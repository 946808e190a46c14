//! Buff ledger - signed stat modifiers granted by quests and events.
//!
//! Temporary buffs of the same stat merge into a single record (amounts sum,
//! the longer remaining duration wins). Permanent buffs never merge, so each
//! grant can later be removed on its own and only its amount is reverted.

use serde::{Deserialize, Serialize};

use crate::effects::StatKind;

/// Stable identifier for a buff record.
#[derive(Debug, Clone, Copy, PartialEq, Eq, Hash, PartialOrd, Ord, Serialize, Deserialize)]
pub struct BuffId(pub u32);

#[derive(Debug, Clone, PartialEq, Serialize, Deserialize)]
pub struct BuffRecord {
    pub id: BuffId,
    pub stat: StatKind,
    /// Signed amount added to the stat baseline.
    pub amount: f32,
    /// 0 = permanent, >0 = days left.
    pub remaining_days: u32,
    pub is_active: bool,
}

impl BuffRecord {
    pub fn is_permanent(&self) -> bool {
        self.remaining_days == 0
    }
}

/// Result of granting a buff.
#[derive(Debug, Clone, Copy, PartialEq)]
pub struct BuffGrant {
    /// Record that now carries the amount.
    pub id: BuffId,
    /// True when the grant was folded into an existing temporary record.
    pub merged: bool,
    /// Amount to add to the stat baseline.
    pub delta: f32,
}

#[derive(Debug, Clone, Default, Serialize, Deserialize)]
pub struct BuffLedger {
    records: Vec<BuffRecord>,
    next_id: u32,
}

impl BuffLedger {
    pub fn new() -> Self {
        Self::default()
    }

    /// Grant a buff. `days == 0` makes it permanent.
    pub fn grant(&mut self, stat: StatKind, amount: f32, days: u32) -> BuffGrant {
        if days > 0 {
            if let Some(existing) = self
                .records
                .iter_mut()
                .find(|r| r.is_active && r.stat == stat && !r.is_permanent())
            {
                existing.amount += amount;
                existing.remaining_days = existing.remaining_days.max(days);
                return BuffGrant {
                    id: existing.id,
                    merged: true,
                    delta: amount,
                };
            }
        }

        let id = BuffId(self.next_id);
        self.next_id += 1;
        self.records.push(BuffRecord {
            id,
            stat,
            amount,
            remaining_days: days,
            is_active: true,
        });
        BuffGrant {
            id,
            merged: false,
            delta: amount,
        }
    }

    /// Remove a record explicitly. The caller reverts its amount.
    pub fn remove(&mut self, id: BuffId) -> Option<BuffRecord> {
        let idx = self.records.iter().position(|r| r.id == id)?;
        let mut record = self.records.remove(idx);
        record.is_active = false;
        Some(record)
    }

    /// Advance one day: temporary records lose a day, and those reaching
    /// zero are removed and returned for reversal. Permanent records are
    /// untouched.
    pub fn decay(&mut self) -> Vec<BuffRecord> {
        self.decay_except(&[])
    }

    /// Like [`BuffLedger::decay`], but records in `fresh` were granted at
    /// this boundary and keep their full duration for the coming day.
    pub fn decay_except(&mut self, fresh: &[BuffId]) -> Vec<BuffRecord> {
        let mut expired = Vec::new();
        self.records.retain_mut(|record| {
            if record.is_permanent() || fresh.contains(&record.id) {
                return true;
            }
            record.remaining_days -= 1;
            if record.remaining_days == 0 {
                record.is_active = false;
                expired.push(record.clone());
                false
            } else {
                true
            }
        });
        expired
    }

    /// Sum of active amounts for a stat.
    pub fn total(&self, stat: StatKind) -> f32 {
        self.records
            .iter()
            .filter(|r| r.is_active && r.stat == stat)
            .map(|r| r.amount)
            .sum()
    }

    pub fn get(&self, id: BuffId) -> Option<&BuffRecord> {
        self.records.iter().find(|r| r.id == id)
    }

    pub fn records(&self) -> &[BuffRecord] {
        &self.records
    }

    pub fn len(&self) -> usize {
        self.records.len()
    }

    pub fn is_empty(&self) -> bool {
        self.records.is_empty()
    }
}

TO DO:
Across the data, find each line that has "merged" in it and copy that line.

ANSWER TO THE PROBLEM:
    pub merged: bool,
                    merged: true,
            merged: false,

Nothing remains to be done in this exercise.